→ **What this task involves**
Once you have read the listing below, write all of it out again exactly.

→ **Given information**
//! Permutations and indexed views applied over real shard datasets.

use shardset::{
    indexing, Dataset, DatasetReader, DatasetWriter, DatasetWriterOptions, IndexedView, Record,
    ReorderOptions, Value,
};

fn ids(view: &impl Dataset<Item = shardset::LazyRecord>) -> Vec<i64> {
    view.iter()
        .map(|rec| {
            let mut rec = rec.unwrap();
            match rec.get("id").unwrap() {
                Some(Value::Int(id)) => *id,
                other => panic!("unexpected id field: {other:?}"),
            }
        })
        .collect()
}

fn write_dataset(path: &std::path::Path, n: i64) -> DatasetReader {
    let options = DatasetWriterOptions {
        shard_size: Some(1024),
        ..DatasetWriterOptions::default()
    };
    let mut writer = DatasetWriter::create_with(path, options).unwrap();
    for id in 0..n {
        let mut rec = Record::new();
        rec.insert("id".into(), Value::Int(id));
        rec.insert("rank".into(), Value::Int((n - id) % 7));
        rec.insert("payload".into(), Value::from("x".repeat(40)));
        writer.write(&rec).unwrap();
    }
    writer.close().unwrap();
    DatasetReader::open(path).unwrap()
}

#[test]
fn shuffle_and_unshuffle_a_sharded_dataset() {
    let dir = tempfile::tempdir().unwrap();
    let reader = write_dataset(&dir.path().join("data.sds"), 500);
    assert!(reader.shards().len() >= 3);

    let perm = indexing::shuffle(reader.len(), 42);
    let shuffled = IndexedView::new(&reader, perm.clone());
    assert_eq!(shuffled.len(), 500);
    assert_ne!(ids(&shuffled), (0..500).collect::<Vec<_>>());

    let unshuffled = IndexedView::new(&shuffled, indexing::reverse(&perm).unwrap());
    assert_eq!(ids(&unshuffled), (0..500).collect::<Vec<_>>());
}

#[test]
fn sort_by_record_key_is_stable() {
    let dir = tempfile::tempdir().unwrap();
    let reader = write_dataset(&dir.path().join("data.sds"), 100);

    let order = indexing::sort_by_key(&reader, |rec| match rec.get("rank").unwrap() {
        Some(Value::Int(rank)) => *rank,
        _ => panic!("missing rank"),
    })
    .unwrap();
    let sorted = IndexedView::new(&reader, order);

    let mut previous = (i64::MIN, i64::MIN);
    for rec in sorted.iter() {
        let mut rec = rec.unwrap();
        let rank = match rec.get("rank").unwrap() {
            Some(Value::Int(rank)) => *rank,
            _ => unreachable!(),
        };
        let id = match rec.get("id").unwrap() {
            Some(Value::Int(id)) => *id,
            _ => unreachable!(),
        };
        // non-decreasing rank; ties keep original (id) order
        assert!(rank > previous.0 || (rank == previous.0 && id > previous.1));
        previous = (rank, id);
    }
}

#[test]
fn trimmed_view_subsamples_in_order() {
    let dir = tempfile::tempdir().unwrap();
    let reader = write_dataset(&dir.path().join("data.sds"), 60);

    let indices =
        indexing::trim(indexing::identity(reader.len()), Some(3), Some(2), Some(10)).unwrap();
    let view = IndexedView::new(&reader, indices);
    assert_eq!(ids(&view), vec![6, 9, 12, 15, 18, 21, 24, 27, 30, 33]);
}

#[test]
fn permutation_files_drive_views_across_processes() {
    let dir = tempfile::tempdir().unwrap();
    let reader = write_dataset(&dir.path().join("data.sds"), 64);
    let index_path = dir.path().join("order.idx");

    let perm = indexing::shuffle(reader.len(), 7);
    indexing::save_index(&index_path, &perm).unwrap();

    let options = ReorderOptions {
        shuffle: None,
        index_file: Some(index_path),
    };
    let loaded = options.resolve(&reader).unwrap();
    assert_eq!(loaded, perm);

    let from_file = IndexedView::new(&reader, loaded);
    let direct = IndexedView::new(&reader, perm);
    assert_eq!(ids(&from_file), ids(&direct));
}

#[test]
fn out_of_range_permutation_entries_are_dropped() {
    let dir = tempfile::tempdir().unwrap();
    let reader = write_dataset(&dir.path().join("data.sds"), 5);

    let view = IndexedView::new(&reader, vec![u64::MAX, 0, 4, 5, 2]);
    assert_eq!(view.len(), 3);
    assert_eq!(ids(&view), vec![0, 4, 2]);
}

→ **Answer for this exercise**
//! Permutations and indexed views applied over real shard datasets.

use shardset::{
    indexing, Dataset, DatasetReader, DatasetWriter, DatasetWriterOptions, IndexedView, Record,
    ReorderOptions, Value,
};

fn ids(view: &impl Dataset<Item = shardset::LazyRecord>) -> Vec<i64> {
    view.iter()
        .map(|rec| {
            let mut rec = rec.unwrap();
            match rec.get("id").unwrap() {
                Some(Value::Int(id)) => *id,
                other => panic!("unexpected id field: {other:?}"),
            }
        })
        .collect()
}

fn write_dataset(path: &std::path::Path, n: i64) -> DatasetReader {
    let options = DatasetWriterOptions {
        shard_size: Some(1024),
        ..DatasetWriterOptions::default()
    };
    let mut writer = DatasetWriter::create_with(path, options).unwrap();
    for id in 0..n {
        let mut rec = Record::new();
        rec.insert("id".into(), Value::Int(id));
        rec.insert("rank".into(), Value::Int((n - id) % 7));
        rec.insert("payload".into(), Value::from("x".repeat(40)));
        writer.write(&rec).unwrap();
    }
    writer.close().unwrap();
    DatasetReader::open(path).unwrap()
}

#[test]
fn shuffle_and_unshuffle_a_sharded_dataset() {
    let dir = tempfile::tempdir().unwrap();
    let reader = write_dataset(&dir.path().join("data.sds"), 500);
    assert!(reader.shards().len() >= 3);

    let perm = indexing::shuffle(reader.len(), 42);
    let shuffled = IndexedView::new(&reader, perm.clone());
    assert_eq!(shuffled.len(), 500);
    assert_ne!(ids(&shuffled), (0..500).collect::<Vec<_>>());

    let unshuffled = IndexedView::new(&shuffled, indexing::reverse(&perm).unwrap());
    assert_eq!(ids(&unshuffled), (0..500).collect::<Vec<_>>());
}

#[test]
fn sort_by_record_key_is_stable() {
    let dir = tempfile::tempdir().unwrap();
    let reader = write_dataset(&dir.path().join("data.sds"), 100);

    let order = indexing::sort_by_key(&reader, |rec| match rec.get("rank").unwrap() {
        Some(Value::Int(rank)) => *rank,
        _ => panic!("missing rank"),
    })
    .unwrap();
    let sorted = IndexedView::new(&reader, order);

    let mut previous = (i64::MIN, i64::MIN);
    for rec in sorted.iter() {
        let mut rec = rec.unwrap();
        let rank = match rec.get("rank").unwrap() {
            Some(Value::Int(rank)) => *rank,
            _ => unreachable!(),
        };
        let id = match rec.get("id").unwrap() {
            Some(Value::Int(id)) => *id,
            _ => unreachable!(),
        };
        // non-decreasing rank; ties keep original (id) order
        assert!(rank > previous.0 || (rank == previous.0 && id > previous.1));
        previous = (rank, id);
    }
}

#[test]
fn trimmed_view_subsamples_in_order() {
    let dir = tempfile::tempdir().unwrap();
    let reader = write_dataset(&dir.path().join("data.sds"), 60);

    let indices =
        indexing::trim(indexing::identity(reader.len()), Some(3), Some(2), Some(10)).unwrap();
    let view = IndexedView::new(&reader, indices);
    assert_eq!(ids(&view), vec![6, 9, 12, 15, 18, 21, 24, 27, 30, 33]);
}

#[test]
fn permutation_files_drive_views_across_processes() {
    let dir = tempfile::tempdir().unwrap();
    let reader = write_dataset(&dir.path().join("data.sds"), 64);
    let index_path = dir.path().join("order.idx");

    let perm = indexing::shuffle(reader.len(), 7);
    indexing::save_index(&index_path, &perm).unwrap();

    let options = ReorderOptions {
        shuffle: None,
        index_file: Some(index_path),
    };
    let loaded = options.resolve(&reader).unwrap();
    assert_eq!(loaded, perm);

    let from_file = IndexedView::new(&reader, loaded);
    let direct = IndexedView::new(&reader, perm);
    assert_eq!(ids(&from_file), ids(&direct));
}

#[test]
fn out_of_range_permutation_entries_are_dropped() {
    let dir = tempfile::tempdir().unwrap();
    let reader = write_dataset(&dir.path().join("data.sds"), 5);

    let view = IndexedView::new(&reader, vec![u64::MAX, 0, 4, 5, 2]);
    assert_eq!(view.len(), 3);
    assert_eq!(ids(&view), vec![0, 4, 2]);
}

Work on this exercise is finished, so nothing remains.